Эти записи мы делали вне службы, просто среди дня. А когда закончили и стали собираться, то Ника первая спустилась вниз, но тут же поднялась и изумлённо зашептала:

- Там люди со свечками стоят! Они думают, что служба идёт!

Пели-то мы как на службе, да и песнопения у нас были такие, что невольно, наверное, хотелось стоять со свечой.

Началась первая неделя поста. Назария привлекала к пению на клиросе пономаря Владимира. Он пел с нами какой-то великий прокимен, очень сложный и красивый, а ещё, насколько я помню, у нас с ним очень хорошо получалось песнопение «Да исправится молитва моя». Оно поётся так: один человек – солист – стоит на середине храма и поёт стихи, а хор отвечает ему на каждый стих одним и тем же стихом. Так вот, солистом был Владимир, а хором – я. А само песнопение мы взяли в книжке «Соловецкий обиход». Мы оттуда много всего брали.

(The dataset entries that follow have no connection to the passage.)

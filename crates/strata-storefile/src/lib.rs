//! # strata-storefile
//!
//! Identity of the data files ("store files") of a region-based LSM store.
//!
//! A store file found on disk is one of:
//!
//! - a **plain** immutable data file, named by a hex id;
//! - a **reference** written when a region splits, pointing at the top or
//!   bottom half of a file in the parent region;
//! - a **link** aliasing a file owned by another region or a snapshot.
//!
//! [`StoreFileInfo`] classifies a path into exactly one of these at
//! construction, resolves what a reference points at, estimates block
//! locality, and opens a reader over the right bytes.
//!
//! ## Directory Layout
//!
//! ```text
//! <root>/data/<namespace>/<table>/<region>/<family>/<file>
//!
//! 1234abcd                      plain store file
//! 1234abcd_SeqId_42_            bulk-loaded plain store file
//! 1234abcd.<parent-region>      reference into <table>/<parent-region>/<family>/1234abcd
//! t1=<region>-1234abcd          link to <table t1>/<region>/<family>/1234abcd
//! ```

pub mod fs;
pub mod hooks;
pub mod info;
pub mod link;
pub mod locality;
pub mod naming;
pub mod reader;
pub mod reference;

pub use fs::{BlockLocation, FileStatus, FileSystem, InputStream, LocalFileSystem};
pub use hooks::{HookChain, OpenContext, ReaderHook};
pub use info::{is_valid_store_file, StoreFileInfo, StoreFileKind};
pub use link::{link_name, StoreFileLink};
pub use locality::{BlockDistribution, ByteRange};
pub use naming::{
    classify_name, is_link_name, is_reference_name, is_store_file_name,
    is_valid_store_file_name, NameKind,
};
pub use reader::{FullFileReader, HalfFileReader, StoreFileReader};
pub use reference::{referred_to_file, reference_file_name, Reference, SplitHalf};

use std::io;
use std::path::{Path, PathBuf};

use thiserror::Error;

/// Errors that can occur while identifying or opening store files
#[derive(Error, Debug)]
pub enum StoreFileError {
    #[error("path={path} doesn't look like a valid store file")]
    NotAStoreFile { path: PathBuf },

    #[error("failed match of reference file name {path}: {reason}")]
    MalformedReferenceName { path: PathBuf, reason: &'static str },

    #[error("failed match of link file name {path}")]
    MalformedLinkName { path: PathBuf },

    #[error("corrupt reference file {path}: {reason}")]
    CorruptReference { path: PathBuf, reason: String },

    #[error("I/O error on {path}: {source}")]
    Io {
        path: PathBuf,
        #[source]
        source: io::Error,
    },

    #[error("reader hook '{hook}' failed: {message}")]
    Hook { hook: String, message: String },
}

impl StoreFileError {
    /// Annotate an I/O error with the path it concerned.
    pub fn io(path: impl Into<PathBuf>, source: io::Error) -> Self {
        StoreFileError::Io {
            path: path.into(),
            source,
        }
    }

    /// Whether this is an I/O error of kind `NotFound`.
    pub fn is_not_found(&self) -> bool {
        matches!(
            self,
            StoreFileError::Io { source, .. } if source.kind() == io::ErrorKind::NotFound
        )
    }

    /// The path this error is about, when it carries one.
    pub fn path(&self) -> Option<&Path> {
        match self {
            StoreFileError::NotAStoreFile { path }
            | StoreFileError::MalformedReferenceName { path, .. }
            | StoreFileError::MalformedLinkName { path }
            | StoreFileError::CorruptReference { path, .. }
            | StoreFileError::Io { path, .. } => Some(path),
            StoreFileError::Hook { .. } => None,
        }
    }
}

pub type Result<T> = std::result::Result<T, StoreFileError>;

Первые четыре дня поста служится Великий Канон. Я уже второй год служила его вместе с сёстрами, но в прошлом году, конечно, не так активно участвовала в службах, и уж конечно, меньше понимала (хотя окончательно разобралась в этих службах с каноном только в 18 лет, по крайней мере, поняла, что эта служба называется «великое повечерие»). А с каноном у нас как-то произошло небольшое приключение. Отец Тихон, один из наших батюшек, очень любил церковный устав. И постоянно повторял нам, как хорошо он его знает и как плохо знаем мы. А так как устав толком мало кто знал (разве что Назария), потому что мало кто вообще в него вникал, то отец Тихон как-то раз услышал, что сёстры поют ирмоса канона не по два раза, как положено по уставу, а один раз. Он кинулся к матушке Неонилле с криком «Они службу сокращают!». Матушка, ни во что не вникнув, первым делом загорелась гневом праведным и пошла устраивать выволочку и правым и виноватым. Как-то дело замяли, не помню, чем всё кончилось. А ведь всё было просто. То, что в уставе написано «Канон на 14, ирмосы по дважды», конечно, выполнимо, но только служба при этом длится часов шесть. В уединённых монастырях, таких, как Валаамский или Соловецкий, такое не возбраняется, но вот там, где в монастырь на службу приходят люди из мира, длинные службы просто невозможны, иначе кто будет на них стоять? Да и певчим тяжело. Поэтому украинские матушки службу разумно сокращали: так, чтобы и всё прочитать, что надо, и в то же время чтобы не очень длинно получилось. Зачем повторять одно и то же, если в повторении нет какого-то особого смысла? Если можно не повторять, то лучше не повторять. Вот и пели они ирмосы по одному разу, а не по два. А отец Тихон решил, что это смертный грех, сам запутался и матушку запутал.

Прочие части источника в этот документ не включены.